## Task instructions
Would you please write out each entry precisely as given?

*** Opening of Provided records ***

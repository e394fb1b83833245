//! URL canonicalization for crawl admission and deduplication.
//!
//! Every URL that enters the engine passes through here first: the seed,
//! extracted links, and snapshot contents on resume. Canonical form is an
//! absolute http(s) URL with the fragment stripped, so `/x` and `/x#frag`
//! collapse to a single frontier entry.

use url::Url;

/// Canonicalize an absolute URL.
///
/// Returns `None` for anything that fails to parse or whose scheme is not
/// `http`/`https`.
#[must_use]
pub fn normalize(raw: &str) -> Option<String> {
    let mut parsed = Url::parse(raw).ok()?;
    if !is_http(parsed.scheme()) {
        return None;
    }
    parsed.set_fragment(None);
    Some(parsed.into())
}

/// Canonicalize `raw` resolved against `base`.
///
/// Relative references are joined onto `base` before the scheme check, so
/// `mailto:` and `javascript:` hrefs are rejected while `/docs` resolves to
/// an absolute page URL.
#[must_use]
pub fn normalize_against(raw: &str, base: &str) -> Option<String> {
    let base = Url::parse(base).ok()?;
    let mut joined = base.join(raw).ok()?;
    if !is_http(joined.scheme()) {
        return None;
    }
    joined.set_fragment(None);
    Some(joined.into())
}

/// Lower-cased host of an absolute URL, if it has one.
#[must_use]
pub fn host_of(url: &str) -> Option<String> {
    Url::parse(url)
        .ok()?
        .host_str()
        .map(|host| host.to_ascii_lowercase())
}

fn is_http(scheme: &str) -> bool {
    scheme == "http" || scheme == "https"
}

*** Close of Provided records ***

## Task response
repository e394fb1b83833245
//! URL canonicalization for crawl admission and deduplication.
//!
//! Every URL that enters the engine passes through here first: the seed,
//! extracted links, and snapshot contents on resume. Canonical form is an
//! absolute http(s) URL with the fragment stripped, so `/x` and `/x#frag`
//! collapse to a single frontier entry.

use url::Url;

/// Canonicalize an absolute URL.
///
/// Returns `None` for anything that fails to parse or whose scheme is not
/// `http`/`https`.
#[must_use]
pub fn normalize(raw: &str) -> Option<String> {
    let mut parsed = Url::parse(raw).ok()?;
    if !is_http(parsed.scheme()) {
        return None;
    }
    parsed.set_fragment(None);
    Some(parsed.into())
}

/// Canonicalize `raw` resolved against `base`.
///
/// Relative references are joined onto `base` before the scheme check, so
/// `mailto:` and `javascript:` hrefs are rejected while `/docs` resolves to
/// an absolute page URL.
#[must_use]
pub fn normalize_against(raw: &str, base: &str) -> Option<String> {
    let base = Url::parse(base).ok()?;
    let mut joined = base.join(raw).ok()?;
    if !is_http(joined.scheme()) {
        return None;
    }
    joined.set_fragment(None);
    Some(joined.into())
}

/// Lower-cased host of an absolute URL, if it has one.
#[must_use]
pub fn host_of(url: &str) -> Option<String> {
    Url::parse(url)
        .ok()?
        .host_str()
        .map(|host| host.to_ascii_lowercase())
}

fn is_http(scheme: &str) -> bool {
    scheme == "http" || scheme == "https"
}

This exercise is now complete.